Strategic Policy Recommendations for 2025–29
1. Scale Up Artificial Insemination
- Expand AI coverage beyond 50% by 2026, aiming for 70% by 2029.
- Incentivise MAITRI service providers for last-mile coverage.
- Make sex-sorted semen more affordable; expand IVF/ET centres.
- Link state-level incentives to AI coverage and conception rate improvements.
2. Bridge the Regional Divide
- Launch targeted dairy development packages in the East and North-East.
- Mandate regional representation in every NPDD/DIDF project.
- Establish cluster chilling units within a 15 km radius in underserved districts.
3. Make Quality and Traceability the Default
- Equip all milk collection points with real-time SNF/fat/bacterial testing, as well as SMS-based receipts.
- Ensure digital payments on a T+1 basis.
- Scale pilot traceability platforms to a national digital grid to meet domestic quality standards and export protocols.
4. Enable Circular and Climate-Smart Dairying
- Fast-track cooperative units and organic manure hubs.
- Enable monetisation of carbon credits at the society level.

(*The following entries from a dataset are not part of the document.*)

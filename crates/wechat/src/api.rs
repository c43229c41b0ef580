//! The WeChat REST endpoints the signature flow consumes.
//!
//! Behind a trait so the service can be exercised without the network; the
//! real implementation is a thin reqwest client over
//! `api.weixin.qq.com/cgi-bin`.

use async_trait::async_trait;
use serde::Deserialize;
use tracing::{debug, error};

use namecard_core::error::WechatError;

/// Upstream token endpoints. One call per method; no retry — a failed fetch
/// propagates upward.
#[async_trait]
pub trait WechatApi: Send + Sync {
    /// `GET cgi-bin/token` — the short-lived API access token.
    async fn fetch_access_token(&self, appid: &str, secret: &str) -> Result<String, WechatError>;

    /// `GET cgi-bin/ticket/getjsapi_ticket` — the JS-SDK ticket.
    async fn fetch_jsapi_ticket(&self, access_token: &str) -> Result<String, WechatError>;
}

/// The production client.
pub struct HttpWechatApi {
    base_url: String,
    client: reqwest::Client,
}

impl HttpWechatApi {
    pub fn new() -> Self {
        Self::with_base_url("https://api.weixin.qq.com")
    }

    pub fn with_base_url(base_url: impl Into<String>) -> Self {
        let client = reqwest::Client::builder()
            .timeout(std::time::Duration::from_secs(10))
            .build()
            .expect("Failed to create HTTP client");
        Self {
            base_url: base_url.into().trim_end_matches('/').to_string(),
            client,
        }
    }

    async fn get_json<T: serde::de::DeserializeOwned>(
        &self,
        url: &str,
        query: &[(&str, &str)],
    ) -> Result<T, WechatError> {
        let response = self
            .client
            .get(url)
            .query(query)
            .send()
            .await
            .map_err(|e| WechatError::Network(e.to_string()))?;

        let body = response
            .text()
            .await
            .map_err(|e| WechatError::Network(e.to_string()))?;

        serde_json::from_str(&body).map_err(|e| {
            error!(body = %body, "Unparseable WeChat API response");
            WechatError::MalformedResponse(e.to_string())
        })
    }
}

impl Default for HttpWechatApi {
    fn default() -> Self {
        Self::new()
    }
}

#[async_trait]
impl WechatApi for HttpWechatApi {
    async fn fetch_access_token(&self, appid: &str, secret: &str) -> Result<String, WechatError> {
        debug!("Requesting access_token from WeChat API");
        let url = format!("{}/cgi-bin/token", self.base_url);
        let response: TokenResponse = self
            .get_json(
                &url,
                &[
                    ("grant_type", "client_credential"),
                    ("appid", appid),
                    ("secret", secret),
                ],
            )
            .await?;

        match response.access_token {
            Some(token) => Ok(token),
            None => {
                let err = WechatError::Upstream {
                    kind: "access_token".into(),
                    errcode: response.errcode.unwrap_or_default(),
                    errmsg: response.errmsg.unwrap_or_default(),
                };
                error!(error = %err, "Failed to get access_token");
                Err(err)
            }
        }
    }

    async fn fetch_jsapi_ticket(&self, access_token: &str) -> Result<String, WechatError> {
        debug!("Requesting jsapi_ticket from WeChat API");
        let url = format!("{}/cgi-bin/ticket/getjsapi_ticket", self.base_url);
        let response: TicketResponse = self
            .get_json(&url, &[("access_token", access_token), ("type", "jsapi")])
            .await?;

        match response.ticket {
            Some(ticket) => Ok(ticket),
            None => {
                let err = WechatError::Upstream {
                    kind: "jsapi_ticket".into(),
                    errcode: response.errcode.unwrap_or_default(),
                    errmsg: response.errmsg.unwrap_or_default(),
                };
                error!(error = %err, "Failed to get jsapi_ticket");
                Err(err)
            }
        }
    }
}

#[derive(Debug, Deserialize)]
struct TokenResponse {
    #[serde(default)]
    access_token: Option<String>,
    #[serde(default)]
    errcode: Option<i64>,
    #[serde(default)]
    errmsg: Option<String>,
}

#[derive(Debug, Deserialize)]
struct TicketResponse {
    #[serde(default)]
    ticket: Option<String>,
    #[serde(default)]
    errcode: Option<i64>,
    #[serde(default)]
    errmsg: Option<String>,
}
//! In-memory backend — useful for testing and ephemeral sessions.

use async_trait::async_trait;
use chrono::Utc;
use std::collections::HashMap;
use std::sync::Arc;
use tokio::sync::RwLock;

use namecard_core::error::StoreError;
use namecard_core::message::{ChatMessage, ChatSession, Role};
use namecard_core::profile::{Organization, Profile};
use namecard_core::store::CardStore;

/// A store that keeps everything in process memory.
pub struct InMemoryStore {
    inner: Arc<RwLock<Inner>>,
}

#[derive(Default)]
struct Inner {
    organizations: HashMap<i64, Organization>,
    profiles: HashMap<i64, Profile>,
    sessions: HashMap<i64, ChatSession>,
    messages: Vec<ChatMessage>,
    next_organization_id: i64,
    next_profile_id: i64,
    next_session_id: i64,
    next_message_id: i64,
}

impl InMemoryStore {
    pub fn new() -> Self {
        Self {
            inner: Arc::new(RwLock::new(Inner::default())),
        }
    }
}

impl Default for InMemoryStore {
    fn default() -> Self {
        Self::new()
    }
}

#[async_trait]
impl CardStore for InMemoryStore {
    fn name(&self) -> &str {
        "in_memory"
    }

    async fn insert_organization(&self, mut org: Organization) -> Result<Organization, StoreError> {
        let mut inner = self.inner.write().await;
        inner.next_organization_id += 1;
        org.id = inner.next_organization_id;
        inner.organizations.insert(org.id, org.clone());
        Ok(org)
    }

    async fn insert_profile(&self, mut profile: Profile) -> Result<Profile, StoreError> {
        let mut inner = self.inner.write().await;
        inner.next_profile_id += 1;
        profile.id = inner.next_profile_id;
        inner.profiles.insert(profile.id, profile.clone());
        Ok(profile)
    }

    async fn profile(&self, id: i64) -> Result<Option<Profile>, StoreError> {
        Ok(self.inner.read().await.profiles.get(&id).cloned())
    }

    async fn organization(&self, id: i64) -> Result<Option<Organization>, StoreError> {
        Ok(self.inner.read().await.organizations.get(&id).cloned())
    }

    async fn approved_members(&self, organization_id: i64) -> Result<Vec<Profile>, StoreError> {
        let inner = self.inner.read().await;
        let mut members: Vec<Profile> = inner
            .profiles
            .values()
            .filter(|p| p.organization_id == Some(organization_id) && p.is_approved())
            .cloned()
            .collect();
        members.sort_by_key(|p| p.id);
        Ok(members)
    }

    async fn create_session(&self, profile_id: i64) -> Result<ChatSession, StoreError> {
        let mut inner = self.inner.write().await;
        if !inner.profiles.contains_key(&profile_id) {
            return Err(StoreError::ProfileNotFound(profile_id));
        }
        inner.next_session_id += 1;
        let session = ChatSession {
            id: inner.next_session_id,
            profile_id,
            created_at: Utc::now(),
        };
        inner.sessions.insert(session.id, session.clone());
        Ok(session)
    }

    async fn session(&self, id: i64) -> Result<Option<ChatSession>, StoreError> {
        Ok(self.inner.read().await.sessions.get(&id).cloned())
    }

    async fn recent_messages(
        &self,
        session_id: i64,
        limit: usize,
    ) -> Result<Vec<ChatMessage>, StoreError> {
        let inner = self.inner.read().await;
        let session_messages: Vec<ChatMessage> = inner
            .messages
            .iter()
            .filter(|m| m.session_id == session_id)
            .cloned()
            .collect();
        let skip = session_messages.len().saturating_sub(limit);
        Ok(session_messages.into_iter().skip(skip).collect())
    }

    async fn append_message(
        &self,
        session_id: i64,
        role: Role,
        content: &str,
    ) -> Result<ChatMessage, StoreError> {
        let mut inner = self.inner.write().await;
        if !inner.sessions.contains_key(&session_id) {
            return Err(StoreError::SessionNotFound(session_id));
        }
        inner.next_message_id += 1;
        let message = ChatMessage {
            id: inner.next_message_id,
            session_id,
            role,
            content: content.into(),
            created_at: Utc::now(),
        };
        inner.messages.push(message.clone());
        Ok(message)
    }
}

#[cfg(test)]
mod tests {
    use super::*;
    use namecard_core::profile::ProfileStatus;

    async fn store_with_team() -> (InMemoryStore, Organization) {
        let store = InMemoryStore::new();
        let org = store
            .insert_organization(Organization::new("人脉主页", 1))
            .await
            .unwrap();

        let mut zhang = Profile::new("张伟", "高级合伙人").with_organization(org.id);
        zhang.approve();
        store.insert_profile(zhang).await.unwrap();

        let mut li = Profile::new("李娜", "律师").with_organization(org.id);
        li.approve();
        store.insert_profile(li).await.unwrap();

        // Pending member must not show up in team listings
        let wang = Profile::new("王强", "实习律师").with_organization(org.id);
        store.insert_profile(wang).await.unwrap();

        (store, org)
    }

    #[tokio::test]
    async fn insert_assigns_ids() {
        let store = InMemoryStore::new();
        let org = store
            .insert_organization(Organization::new("人脉主页", 1))
            .await
            .unwrap();
        assert_eq!(org.id, 1);

        let profile = store
            .insert_profile(Profile::new("张伟", "高级合伙人"))
            .await
            .unwrap();
        assert_eq!(profile.id, 1);
        assert_eq!(store.profile(1).await.unwrap().unwrap().full_name, "张伟");
    }

    #[tokio::test]
    async fn approved_members_excludes_pending() {
        let (store, org) = store_with_team().await;
        let members = store.approved_members(org.id).await.unwrap();
        assert_eq!(members.len(), 2);
        assert!(members.iter().all(|m| m.status == ProfileStatus::Approved));
    }

    #[tokio::test]
    async fn session_requires_profile() {
        let store = InMemoryStore::new();
        let err = store.create_session(99).await.unwrap_err();
        assert!(matches!(err, StoreError::ProfileNotFound(99)));
    }

    #[tokio::test]
    async fn append_requires_session() {
        let store = InMemoryStore::new();
        let err = store.append_message(7, Role::User, "你好").await.unwrap_err();
        assert!(matches!(err, StoreError::SessionNotFound(7)));
    }

    #[tokio::test]
    async fn recent_messages_returns_tail_oldest_first() {
        let (store, _) = store_with_team().await;
        let session = store.create_session(1).await.unwrap();

        for i in 0..15 {
            store
                .append_message(session.id, Role::User, &format!("消息{i}"))
                .await
                .unwrap();
        }

        let recent = store.recent_messages(session.id, 10).await.unwrap();
        assert_eq!(recent.len(), 10);
        assert_eq!(recent.first().unwrap().content, "消息5");
        assert_eq!(recent.last().unwrap().content, "消息14");
    }

    #[tokio::test]
    async fn messages_are_scoped_to_session() {
        let (store, _) = store_with_team().await;
        let a = store.create_session(1).await.unwrap();
        let b = store.create_session(2).await.unwrap();

        store.append_message(a.id, Role::User, "A 的消息").await.unwrap();
        store.append_message(b.id, Role::User, "B 的消息").await.unwrap();

        let messages = store.recent_messages(a.id, 10).await.unwrap();
        assert_eq!(messages.len(), 1);
        assert_eq!(messages[0].content, "A 的消息");
    }
}
//! Chat event broadcasting — the per-session pub/sub channel.
//!
//! A turn job publishes typed [`ChatEvent`]s while it streams; the browser
//! client subscribes to the session's channel and renders them. The hub is an
//! explicit value injected into the job, not a process-wide singleton, and
//! publishing is fire-and-forget: no subscriber is not an error.

use serde::{Deserialize, Serialize};
use std::collections::HashMap;
use std::sync::RwLock;
use tokio::sync::broadcast;

/// Events published on a session's channel during one conversational turn.
#[derive(Debug, Clone, Serialize, Deserialize)]
#[serde(tag = "type", rename_all = "kebab-case")]
pub enum ChatEvent {
    /// The model requested a tool call.
    ToolCall {
        tool_name: String,
        arguments: serde_json::Value,
    },

    /// A successful `recommend_team_member` produced a card to render.
    MemberCard {
        profile: serde_json::Value,
        reason: String,
    },

    /// A partial text fragment from the model, in arrival order.
    AssistantChunk { chunk: String },

    /// The turn finished; the assistant message was persisted.
    AssistantDone {
        id: i64,
        content: String,
        created_at: String,
    },

    /// The turn failed; `message` is a short localized user-facing string.
    Error { message: String },
}

impl ChatEvent {
    /// Wire event name, used as the SSE event type.
    pub fn event_type(&self) -> &'static str {
        match self {
            Self::ToolCall { .. } => "tool-call",
            Self::MemberCard { .. } => "member-card",
            Self::AssistantChunk { .. } => "assistant-chunk",
            Self::AssistantDone { .. } => "assistant-done",
            Self::Error { .. } => "error",
        }
    }
}

/// The broadcast channel name for a session, as clients know it.
pub fn channel_name(session_id: i64) -> String {
    format!("profile_chat_{session_id}")
}

/// A registry of per-session broadcast channels.
///
/// Channels are created on first subscription and pruned once the last
/// subscriber is gone. Publishing to a session nobody is watching is a no-op.
pub struct ChatHub {
    capacity: usize,
    channels: RwLock<HashMap<i64, broadcast::Sender<ChatEvent>>>,
}

impl ChatHub {
    pub fn new(capacity: usize) -> Self {
        Self {
            capacity,
            channels: RwLock::new(HashMap::new()),
        }
    }

    /// Publish an event to a session's channel. Fire-and-forget.
    pub fn publish(&self, session_id: i64, event: ChatEvent) {
        let dropped = {
            let channels = self.channels.read().expect("hub lock poisoned");
            match channels.get(&session_id) {
                Some(tx) => tx.send(event).is_err(),
                None => return,
            }
        };

        // Last subscriber went away; drop the channel so the map stays bounded.
        if dropped {
            let mut channels = self.channels.write().expect("hub lock poisoned");
            if let Some(tx) = channels.get(&session_id)
                && tx.receiver_count() == 0
            {
                channels.remove(&session_id);
            }
        }
    }

    /// Subscribe to a session's channel, creating it if needed.
    pub fn subscribe(&self, session_id: i64) -> broadcast::Receiver<ChatEvent> {
        let mut channels = self.channels.write().expect("hub lock poisoned");
        channels
            .entry(session_id)
            .or_insert_with(|| broadcast::channel(self.capacity).0)
            .subscribe()
    }

    /// Number of live session channels (for diagnostics).
    pub fn channel_count(&self) -> usize {
        self.channels.read().expect("hub lock poisoned").len()
    }
}

impl Default for ChatHub {
    fn default() -> Self {
        Self::new(256)
    }
}

#[cfg(test)]
mod tests {
    use super::*;

    #[test]
    fn channel_name_format() {
        assert_eq!(channel_name(42), "profile_chat_42");
    }

    #[test]
    fn event_serializes_with_kebab_case_tag() {
        let event = ChatEvent::AssistantChunk { chunk: "您好".into() };
        let json = serde_json::to_string(&event).unwrap();
        assert!(json.contains(r#""type":"assistant-chunk""#));
        assert!(json.contains(r#""chunk":"您好""#));

        let event = ChatEvent::MemberCard {
            profile: serde_json::json!({"id": 1}),
            reason: "专业对口".into(),
        };
        let json = serde_json::to_string(&event).unwrap();
        assert!(json.contains(r#""type":"member-card""#));
    }

    #[test]
    fn event_type_names() {
        assert_eq!(
            ChatEvent::ToolCall {
                tool_name: "x".into(),
                arguments: serde_json::Value::Null
            }
            .event_type(),
            "tool-call"
        );
        assert_eq!(
            ChatEvent::Error { message: "x".into() }.event_type(),
            "error"
        );
    }

    #[tokio::test]
    async fn publish_subscribe_roundtrip() {
        let hub = ChatHub::default();
        let mut rx = hub.subscribe(1);

        hub.publish(1, ChatEvent::AssistantChunk { chunk: "你".into() });
        hub.publish(1, ChatEvent::AssistantChunk { chunk: "好".into() });

        match rx.recv().await.unwrap() {
            ChatEvent::AssistantChunk { chunk } => assert_eq!(chunk, "你"),
            other => panic!("unexpected event: {other:?}"),
        }
        match rx.recv().await.unwrap() {
            ChatEvent::AssistantChunk { chunk } => assert_eq!(chunk, "好"),
            other => panic!("unexpected event: {other:?}"),
        }
    }

    #[test]
    fn publish_without_subscribers_is_noop() {
        let hub = ChatHub::default();
        hub.publish(9, ChatEvent::Error { message: "无人订阅".into() });
        assert_eq!(hub.channel_count(), 0);
    }

    #[tokio::test]
    async fn sessions_are_isolated() {
        let hub = ChatHub::default();
        let mut rx_a = hub.subscribe(1);
        let mut rx_b = hub.subscribe(2);

        hub.publish(1, ChatEvent::AssistantChunk { chunk: "a".into() });

        assert!(rx_a.recv().await.is_ok());
        assert!(matches!(
            rx_b.try_recv(),
            Err(broadcast::error::TryRecvError::Empty)
        ));
    }

    #[tokio::test]
    async fn dead_channel_is_pruned_on_publish() {
        let hub = ChatHub::default();
        let rx = hub.subscribe(5);
        assert_eq!(hub.channel_count(), 1);
        drop(rx);

        hub.publish(5, ChatEvent::AssistantChunk { chunk: "x".into() });
        assert_eq!(hub.channel_count(), 0);
    }
}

- Promote drought-tolerant fodder, silage systems, ration balancing, and water budgeting through scheme integration.
5. Stabilise Market Risks
- Establish a Milk Price Stabilisation Fund with transparent buffer stock mechanisms (SMP/butter).
- Trigger export incentives when domestic inventories are high.
- Negotiate favourable tariff quotas in FTAs to support dairy exports.
6. Digitise Advisory and Monitoring Systems
- Expand platforms like e-Gopala in all regional languages for farmer advisories.
- Integrate INAPH and cooperative district/state dashboards on AI, disease alerts, and fodder gaps.
Vision 2029: What Success Looks Like
- Over 70% AI coverage and improved conception rates; a sustained rise in female calf births.
- More than 75,000 new cooperatives are operational, ensuring higher procurement with digital traceability.
- Methane emissions per litre are reduced through biogas capture and feed balancing.
- Lot-level traceability standardised across the organised milk sector, enabling high-value domestic and export markets.